Upside Down (2013) movie poster Upside Down

US Theatrical Release: March 15, 2013 / Running Time: 108 Minutes / Rating: PG-13

Director: Juan Solanas / Writers: Juan Solanas (screenplay, adaptation & dialogue); Santiago Amigorena, Pierre Magny (adaptation & dialogue)

Cast: Jim Sturgess (Adam Kirk), Kirsten Dunst (Eden Moore), Timothy Spall (Bob Boruchowicz), Blu Mankuma (Albert), Nicholas Rose (Pablo), James Kidnie (William Lagavulin), Vlasta Vrana (Mr. Hunt), Kate Trotter (Becky), Holly O'Brien (Paula), Elliott Larson (Adam Kirk - 12 Years Old), Maurane Arcand (Eden Moore - 10 Years Old), Janine Theriault (Miss Maguire)

Buy Upside Down from Amazon.com: Blu-ray 3D + 2D • Blu-ray 3D + Blu-ray + DVD • DVD • Instant Video

Eleven years ago, Kirsten Dunst contributed to cinema's most iconic upside down kiss in Spider-Man. Now, Upside Down has her again finding love in an opposite direction, this time at length.

Argentine filmmaker Juan Solanas makes his English language debut on this dystopian romantic fantasy thriller, which spells out its high concept quickly. It is set on twin planets with their own, opposite gravities.
One resembles a bleak version of our own world and in the sky immediately above is a more industrialized planet whose humans are pulled upward by gravity. It's largely a matter of perspective and one the film toys with, but life is quite different on the nearby worlds and interaction is only allowed by Transworld, the giant oil corporation that runs everything while running through the two planets.

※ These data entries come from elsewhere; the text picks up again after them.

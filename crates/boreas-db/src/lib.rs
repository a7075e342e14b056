//! PostgreSQL persistence for Boreas: repositories for every pipeline
//! entity plus the shared-store coordination backend used by multi-instance
//! deployments.

pub mod config;
pub mod coordination;
pub mod database;
pub mod draft_repository;
pub mod run_repository;
pub mod source_repository;

pub use config::DatabaseConfig;
pub use coordination::PgCoordination;
pub use database::Database;
pub use draft_repository::DraftRepository;
pub use run_repository::RunRepository;
pub use source_repository::SourceRepository;
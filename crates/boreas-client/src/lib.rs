//! HTTP clients for Boreas's external collaborators: OpenAI-compatible LLM
//! backends and submit/poll video providers. All pipeline logic lives in
//! boreas-core; these only implement its capability traits.

pub mod llm;
pub mod video;

pub use llm::{ChatGenerator, LlmParser, LlmQualityScorer};
pub use video::HttpVideoProvider;
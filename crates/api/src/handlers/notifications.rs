//! Handlers for the `/notifications` resource.
//!
//! All endpoints require authentication via [`AuthUser`].

use axum::extract::{Path, Query, State};
use axum::http::StatusCode;
use axum::response::IntoResponse;
use axum::Json;
use knect_core::error::CoreError;
use knect_core::types::DbId;
use knect_db::repositories::NotificationRepo;
use serde::Deserialize;

use crate::error::{AppError, AppResult};
use crate::middleware::auth::AuthUser;
use crate::state::AppState;

/// Query parameters for `GET /notifications`.
#[derive(Debug, Deserialize)]
pub struct NotificationQuery {
    /// If `true`, return only unread notifications. Defaults to `false`.
    pub unread_only: Option<bool>,
    /// Maximum number of results. Defaults to 50, capped at 100.
    pub limit: Option<i64>,
    /// Number of results to skip. Defaults to 0.
    pub offset: Option<i64>,
}

/// Maximum page size for notification listing.
const MAX_LIMIT: i64 = 100;

/// Default page size for notification listing.
const DEFAULT_LIMIT: i64 = 50;

/// GET /api/v1/notifications
///
/// List the authenticated user's notifications with optional filtering.
pub async fn list_notifications(
    auth: AuthUser,
    State(state): State<AppState>,
    Query(params): Query<NotificationQuery>,
) -> AppResult<Json<serde_json::Value>> {
    let limit = params.limit.unwrap_or(DEFAULT_LIMIT).min(MAX_LIMIT);
    let offset = params.offset.unwrap_or(0);
    let unread_only = params.unread_only.unwrap_or(false);

    let notifications =
        NotificationRepo::list_for_user(&state.pool, auth.user_id, unread_only, limit, offset)
            .await?;

    Ok(Json(serde_json::json!({ "data": notifications })))
}

/// GET /api/v1/notifications/unread-count
///
/// Return the number of unread notifications for the authenticated user.
pub async fn unread_count(
    auth: AuthUser,
    State(state): State<AppState>,
) -> AppResult<Json<serde_json::Value>> {
    let count = NotificationRepo::unread_count(&state.pool, auth.user_id).await?;

    Ok(Json(serde_json::json!({
        "data": { "count": count }
    })))
}

/// POST /api/v1/notifications/{id}/read
///
/// Mark a single notification as read. Returns 204 No Content on success,
/// or 404 if the notification does not belong to the authenticated user.
pub async fn mark_read(
    auth: AuthUser,
    State(state): State<AppState>,
    Path(notification_id): Path<DbId>,
) -> AppResult<impl IntoResponse> {
    let found = NotificationRepo::mark_read(&state.pool, notification_id, auth.user_id).await?;

    if !found {
        return Err(AppError::Core(CoreError::NotFound {
            entity: "Notification",
            id: notification_id,
        }));
    }

    Ok(StatusCode::NO_CONTENT)
}
use axum::extract::State;
use axum::{routing::get, Json, Router};
use serde::Serialize;

use crate::state::AppState;

/// Health check response payload.
#[derive(Serialize)]
pub struct HealthResponse {
    /// Overall service status.
    pub status: &'static str,
    /// Crate version from Cargo.toml.
    pub version: &'static str,
    /// Whether the database is reachable.
    pub db_healthy: bool,
}

/// GET /health -- returns service and database health.
async fn health_check(State(state): State<AppState>) -> Json<HealthResponse> {
    let db_healthy = knect_db::health_check(&state.pool).await.is_ok();

    let status = if db_healthy { "ok" } else { "degraded" };

    Json(HealthResponse {
        status,
        version: env!("CARGO_PKG_VERSION"),
        db_healthy,
    })
}

/// Mount health check routes (intended for root-level, NOT under `/api/v1`).
pub fn router() -> Router<AppState> {
    Router::new().route("/health", get(health_check))
}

Planetary rules and prejudices are unknown or at least unappreciated by Adam, an orphan from below, and Eden, a girl from above, who begin a friendship as children at the mountaintops where their worlds are closest. A teenage incident deals Eden amnesia that continues to plague her in adulthood (now played by Dunst). When Adam (Jim Sturgess), a mechanic in his poor, cold underworld, learns that his dream girl is now working for Transworld, he applies for a job there and gets one as an entry-level engineer.

Adam Kirk (Jim Sturgess) gets a job on Transworld's Floor Zero, with co-workers upside down above him.

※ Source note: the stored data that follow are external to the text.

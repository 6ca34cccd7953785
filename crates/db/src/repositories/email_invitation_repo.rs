//! Repository for the `email_invitations` table.

use knect_core::connection::{INVITATION_OPENED, INVITATION_SENT};
use knect_core::types::{DbId, Timestamp};
use sqlx::{PgExecutor, PgPool};

use crate::models::email_invitation::EmailInvitation;

/// Column list for `email_invitations` queries.
const COLUMNS: &str = "id, invitation_id, recipient_email, sender_user_id, connection_code, \
     scan_snapshot, status, email_sent_at, expires_at";

/// Provides CRUD operations for email invitations.
pub struct EmailInvitationRepo;

impl EmailInvitationRepo {
    /// Insert an invitation in `sent` status.
    ///
    /// Takes an executor rather than a pool so the invitation service can
    /// run the insert inside the same transaction as the email dispatch:
    /// a failed send rolls the row back instead of leaving an orphaned
    /// `sent` record the recipient never received.
    pub async fn insert<'e>(
        executor: impl PgExecutor<'e>,
        invitation_id: &str,
        recipient_email: &str,
        sender_user_id: DbId,
        connection_code: &str,
        scan_snapshot: &serde_json::Value,
        expires_at: Timestamp,
    ) -> Result<EmailInvitation, sqlx::Error> {
        let query = format!(
            "INSERT INTO email_invitations \
             (invitation_id, recipient_email, sender_user_id, connection_code, \
              scan_snapshot, expires_at) \
             VALUES ($1, $2, $3, $4, $5, $6) \
             RETURNING {COLUMNS}"
        );
        sqlx::query_as::<_, EmailInvitation>(&query)
            .bind(invitation_id)
            .bind(recipient_email)
            .bind(sender_user_id)
            .bind(connection_code)
            .bind(scan_snapshot)
            .bind(expires_at)
            .fetch_one(executor)
            .await
    }

    /// Look up an invitation by the exact token pair, redeemable only.
    ///
    /// Requires both tokens to match, a non-terminal status, and an
    /// unexpired window. Any mismatch yields `None` with no indication of
    /// which check failed.
    pub async fn find_redeemable(
        pool: &PgPool,
        invitation_id: &str,
        connection_code: &str,
        now: Timestamp,
    ) -> Result<Option<EmailInvitation>, sqlx::Error> {
        let query = format!(
            "SELECT {COLUMNS} FROM email_invitations \
             WHERE invitation_id = $1 AND connection_code = $2 \
               AND status IN ($3, $4) AND expires_at >= $5"
        );
        sqlx::query_as::<_, EmailInvitation>(&query)
            .bind(invitation_id)
            .bind(connection_code)
            .bind(INVITATION_SENT)
            .bind(INVITATION_OPENED)
            .bind(now)
            .fetch_optional(pool)
            .await
    }

    /// Record that the registration page was viewed with a valid pair.
    ///
    /// `sent -> opened` is telemetry, not a terminal transition; opened
    /// invitations remain redeemable.
    pub async fn mark_opened(pool: &PgPool, invitation_id: &str) -> Result<(), sqlx::Error> {
        sqlx::query(
            "UPDATE email_invitations \
             SET status = $2 \
             WHERE invitation_id = $1 AND status = $3",
        )
        .bind(invitation_id)
        .bind(INVITATION_OPENED)
        .bind(INVITATION_SENT)
        .execute(pool)
        .await?;
        Ok(())
    }

    /// Flip all invitations past their window to the terminal `expired`
    /// status. Returns the number of rows transitioned.
    pub async fn expire_stale(pool: &PgPool, now: Timestamp) -> Result<u64, sqlx::Error> {
        let result = sqlx::query(
            "UPDATE email_invitations \
             SET status = 'expired' \
             WHERE status IN ($2, $3) AND expires_at < $1",
        )
        .bind(now)
        .bind(INVITATION_SENT)
        .bind(INVITATION_OPENED)
        .execute(pool)
        .await?;
        Ok(result.rows_affected())
    }

    /// Fetch an invitation by its public identifier, any status.
    pub async fn find_by_invitation_id(
        pool: &PgPool,
        invitation_id: &str,
    ) -> Result<Option<EmailInvitation>, sqlx::Error> {
        let query = format!("SELECT {COLUMNS} FROM email_invitations WHERE invitation_id = $1");
        sqlx::query_as::<_, EmailInvitation>(&query)
            .bind(invitation_id)
            .fetch_optional(pool)
            .await
    }
}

There, Adam quickly develops an anti-aging cream that also functions as an anti-gravity substance. It enables him to flip over and pass as a denizen from up above, but Eden's memory loss renders his excitement to meet his oldest friend less than mutual. Adding conflict, of course, is Transworld's insistence on full separation between the two worlds and its interest vested in Adam's revolutionary formula.

On paper, Upside Down sounds interesting. Watching it, however, proves to be a less than enjoyable experience. The problems begin on a very basic level. Upside-down photography is disorientating. Try watching any given video that way or even looking at a picture that has been flipped. The human brain cannot easily process it. If not outright inducing nausea or vertigo, Upside Down at least unsettles you anytime it's not shattering cinema's steadfast 180-degree rule. Even Timothy Spall, an actor you should know from at least the Harry Potter series and Enchanted, becomes unrecognizable turned on his head and sporting an American accent as Adam's sympathetic, suddenly fired mentor. My stomach churns at the prospect of watching this film in 3D, which is an option on Blu-ray though it wasn't in American theaters.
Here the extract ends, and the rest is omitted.